Neuroprotective and/or neuroregenerative activity of FK506, its derivatives, and to a lesser extent cyclosporin A (CsA) in animal models of neurodegenerative diseases of different etiology have been reported. Here, we verified a hypothesis that the most likely mechanism of their neuroprotective action is inhibition of the early steps of inflammatory activation of microglia by interference with mitogen-activated protein kinase (MAPK) signaling. The effect of immunosuppressants on lipopolysaccharide (LPS)-induced changes in morphology, proliferation, and motility of rat primary microglial cultures was evaluated. FK506 and CsA directly inhibited LPS-induced microglia activation and inflammatory responses.
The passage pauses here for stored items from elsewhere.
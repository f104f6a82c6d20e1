use chrono::{Local, NaiveDateTime, NaiveTime, TimeZone};
use sea_orm::sea_query::{Expr, Func, LikeExpr};
use sea_orm::{
    ActiveModelTrait, ColumnTrait, Condition, DatabaseConnection, EntityTrait, ModelTrait, Order,
    PaginatorTrait, QueryFilter, QueryOrder, Select, Set,
};
use serde::{Deserialize, Serialize};
use tracing::{info, warn};
use uuid::Uuid;

use crate::entities::health_declaration::{self, DeclarationStatus};
use crate::entities::HealthDeclaration;
use crate::error::{AppError, AppResult};
use crate::payload::{DeclarationPatch, NewDeclaration};
use crate::validation::{validate_new, validate_patch};

pub const DEFAULT_PAGE: u64 = 1;
pub const DEFAULT_LIMIT: u64 = 10;
pub const MAX_LIMIT: u64 = 100;

#[derive(Debug, Clone, Copy, Default, PartialEq, Eq, Deserialize, Serialize)]
pub enum SortField {
    #[default]
    #[serde(rename = "createdAt")]
    CreatedAt,
    #[serde(rename = "name")]
    Name,
    #[serde(rename = "temperature")]
    Temperature,
}

impl SortField {
    fn column(self) -> health_declaration::Column {
        match self {
            SortField::CreatedAt => health_declaration::Column::CreatedAt,
            SortField::Name => health_declaration::Column::Name,
            SortField::Temperature => health_declaration::Column::Temperature,
        }
    }
}

#[derive(Debug, Clone, Copy, Default, PartialEq, Eq, Deserialize, Serialize)]
#[serde(rename_all = "UPPERCASE")]
pub enum SortOrder {
    Asc,
    #[default]
    Desc,
}

impl From<SortOrder> for Order {
    fn from(order: SortOrder) -> Self {
        match order {
            SortOrder::Asc => Order::Asc,
            SortOrder::Desc => Order::Desc,
        }
    }
}

/// Listing parameters. `page` and `limit` are expected to be clamped by the caller.
#[derive(Debug, Clone, PartialEq)]
pub struct ListOptions {
    pub page: u64,
    pub limit: u64,
    pub sort_by: SortField,
    pub sort_order: SortOrder,
    pub status: Option<DeclarationStatus>,
    pub search: Option<String>,
}

impl Default for ListOptions {
    fn default() -> Self {
        Self {
            page: DEFAULT_PAGE,
            limit: DEFAULT_LIMIT,
            sort_by: SortField::default(),
            sort_order: SortOrder::default(),
            status: None,
            search: None,
        }
    }
}

impl ListOptions {
    fn select(&self) -> Select<HealthDeclaration> {
        let mut query = HealthDeclaration::find();

        if let Some(status) = self.status {
            query = query.filter(health_declaration::Column::Status.eq(status));
        }
        if let Some(term) = self.search.as_deref().filter(|t| !t.is_empty()) {
            query = query.filter(search_condition(term));
        }

        query
            .order_by(self.sort_by.column(), self.sort_order.into())
            .order_by(health_declaration::Column::Id, Order::Asc)
    }
}

/// Case-insensitive substring match over the free-text columns.
fn search_condition(term: &str) -> Condition {
    let pattern = format!("%{}%", escape_like(&term.to_lowercase()));

    [
        health_declaration::Column::Name,
        health_declaration::Column::Symptoms,
        health_declaration::Column::ContactDetails,
    ]
    .into_iter()
    .fold(Condition::any(), |condition, column| {
        condition.add(
            Expr::expr(Func::lower(Expr::col((HealthDeclaration, column))))
                .like(LikeExpr::new(pattern.clone()).escape('\\')),
        )
    })
}

fn escape_like(term: &str) -> String {
    let mut escaped = String::with_capacity(term.len());
    for c in term.chars() {
        if matches!(c, '%' | '_' | '\\') {
            escaped.push('\\');
        }
        escaped.push(c);
    }
    escaped
}

#[derive(Debug, Clone, Serialize)]
#[serde(rename_all = "camelCase")]
pub struct Paginated<T> {
    pub data: Vec<T>,
    pub total: u64,
    pub page: u64,
    pub limit: u64,
    pub total_pages: u64,
}

#[derive(Debug, Clone, Copy, Default, PartialEq, Eq, Serialize)]
#[serde(rename_all = "camelCase")]
pub struct DeclarationStats {
    pub total: u64,
    pub pending: u64,
    pub approved: u64,
    pub rejected: u64,
    pub today_submissions: u64,
}

/// Local-server midnight of the current day, as naive UTC.
pub fn start_of_today() -> NaiveDateTime {
    let midnight = Local::now().date_naive().and_time(NaiveTime::MIN);
    Local
        .from_local_datetime(&midnight)
        .earliest()
        .map(|dt| dt.naive_utc())
        .unwrap_or(midnight)
}

/// Persistence for health declarations. Validation runs before every write.
#[derive(Clone)]
pub struct DeclarationStore {
    db: DatabaseConnection,
}

impl DeclarationStore {
    pub fn new(db: DatabaseConnection) -> Self {
        Self { db }
    }

    pub fn connection(&self) -> &DatabaseConnection {
        &self.db
    }

    pub async fn create(
        &self,
        input: NewDeclaration,
        ip_address: Option<String>,
        user_agent: Option<String>,
    ) -> AppResult<health_declaration::Model> {
        let input = input.trimmed();
        if let Err(e) = validate_new(&input) {
            warn!(field = e.field, "Rejected health declaration: {}", e);
            return Err(e.into());
        }

        let now = chrono::Utc::now().naive_utc();
        let declaration = health_declaration::ActiveModel {
            id: Set(Uuid::new_v4()),
            name: Set(input.name),
            temperature: Set(input.temperature),
            has_symptoms: Set(input.has_symptoms),
            symptoms: Set(input.symptoms),
            has_contact: Set(input.has_contact),
            contact_details: Set(input.contact_details),
            status: Set(DeclarationStatus::Pending),
            ip_address: Set(ip_address),
            user_agent: Set(user_agent),
            created_at: Set(now),
            updated_at: Set(now),
        }
        .insert(&self.db)
        .await
        .map_err(AppError::storage("Failed to create health declaration"))?;

        crate::metrics::record_created(declaration.status);
        info!(
            "Health declaration created with ID: {} for {}",
            declaration.id, declaration.name
        );

        Ok(declaration)
    }

    pub async fn find_all(
        &self,
        options: &ListOptions,
    ) -> AppResult<Paginated<health_declaration::Model>> {
        let page = options.page.max(1);
        let limit = options.limit.max(1);

        let paginator = options.select().paginate(&self.db, limit);
        let total = paginator
            .num_items()
            .await
            .map_err(AppError::storage("Failed to fetch health declarations"))?;
        // Pages past the end never reach the database, so huge offsets cannot overflow.
        let in_range = (page - 1)
            .checked_mul(limit)
            .is_some_and(|offset| offset < total);
        let data = if in_range {
            paginator
                .fetch_page(page - 1)
                .await
                .map_err(AppError::storage("Failed to fetch health declarations"))?
        } else {
            Vec::new()
        };

        let total_pages = total.div_ceil(limit);
        info!(
            "Retrieved {} health declarations (page {} of {})",
            data.len(),
            page,
            total_pages
        );

        Ok(Paginated {
            data,
            total,
            page,
            limit,
            total_pages,
        })
    }

    pub async fn find_one(&self, id: Uuid) -> AppResult<health_declaration::Model> {
        HealthDeclaration::find_by_id(id)
            .one(&self.db)
            .await
            .map_err(AppError::storage("Failed to fetch health declaration"))?
            .ok_or_else(|| {
                warn!("Health declaration with ID {} not found", id);
                AppError::NotFound(id.to_string())
            })
    }

    pub async fn update(
        &self,
        id: Uuid,
        patch: DeclarationPatch,
    ) -> AppResult<health_declaration::Model> {
        let existing = self.find_one(id).await?;
        let patch = patch.trimmed();
        if let Err(e) = validate_patch(&patch, &existing) {
            warn!(field = e.field, "Rejected update of health declaration {}: {}", id, e);
            return Err(e.into());
        }

        let previous_status = existing.status;
        let status_only = patch.is_status_only();
        let mut declaration: health_declaration::ActiveModel = existing.into();

        if let Some(name) = patch.name {
            declaration.name = Set(name);
        }
        if let Some(temperature) = patch.temperature {
            declaration.temperature = Set(temperature);
        }
        if let Some(has_symptoms) = patch.has_symptoms {
            declaration.has_symptoms = Set(has_symptoms);
        }
        if let Some(symptoms) = patch.symptoms {
            declaration.symptoms = Set(Some(symptoms));
        }
        if let Some(has_contact) = patch.has_contact {
            declaration.has_contact = Set(has_contact);
        }
        if let Some(contact_details) = patch.contact_details {
            declaration.contact_details = Set(Some(contact_details));
        }
        if let Some(status) = patch.status {
            declaration.status = Set(status);
        }
        declaration.updated_at = Set(chrono::Utc::now().naive_utc());

        let declaration = declaration
            .update(&self.db)
            .await
            .map_err(AppError::storage("Failed to update health declaration"))?;

        crate::metrics::record_status_change(previous_status, declaration.status);
        if status_only {
            info!(
                "Health declaration {} moved from {} to {}",
                id,
                previous_status.as_str(),
                declaration.status.as_str()
            );
        } else {
            info!("Health declaration updated with ID: {}", id);
        }

        Ok(declaration)
    }

    pub async fn remove(&self, id: Uuid) -> AppResult<()> {
        let existing = self.find_one(id).await?;
        let status = existing.status;

        existing
            .delete(&self.db)
            .await
            .map_err(AppError::storage("Failed to delete health declaration"))?;

        crate::metrics::record_deleted(status);
        info!("Health declaration deleted with ID: {}", id);

        Ok(())
    }

    pub async fn stats(&self) -> AppResult<DeclarationStats> {
        let by_status = |status: DeclarationStatus| {
            HealthDeclaration::find()
                .filter(health_declaration::Column::Status.eq(status))
                .count(&self.db)
        };

        let (total, pending, approved, rejected, today_submissions) = futures::try_join!(
            HealthDeclaration::find().count(&self.db),
            by_status(DeclarationStatus::Pending),
            by_status(DeclarationStatus::Approved),
            by_status(DeclarationStatus::Rejected),
            HealthDeclaration::find()
                .filter(health_declaration::Column::CreatedAt.gte(start_of_today()))
                .count(&self.db),
        )
        .map_err(AppError::storage("Failed to get statistics"))?;

        Ok(DeclarationStats {
            total,
            pending,
            approved,
            rejected,
            today_submissions,
        })
    }
}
While both drugs efficiently reduced the expression of iNOS and the release of nitric oxide, only FK506 strongly inhibited the expression of Cox-2 and secretion of the mature form of IL-1 beta. FK506 strongly reduced LPS-induced activation of MAPK, and its downstream signaling crucial for inflammatory responses. Comparative analysis of global gene expression in rat ischemic brains and in LPS-stimulated microglial cultures revealed many genes and signaling pathways regulated in the same way in both systems. FK506 treatment blocked a majority of genes induced by an ischemic insult in the cortex, in particular inflammatory/innate immunity and apoptosis-related genes. Microglia-mediated inflammation is considered as one of the most important components of brain injury after trauma or stroke; thus, effective and multifaceted blockade of microglial activation by FK506 has clinical relevance and potential therapeutic implications.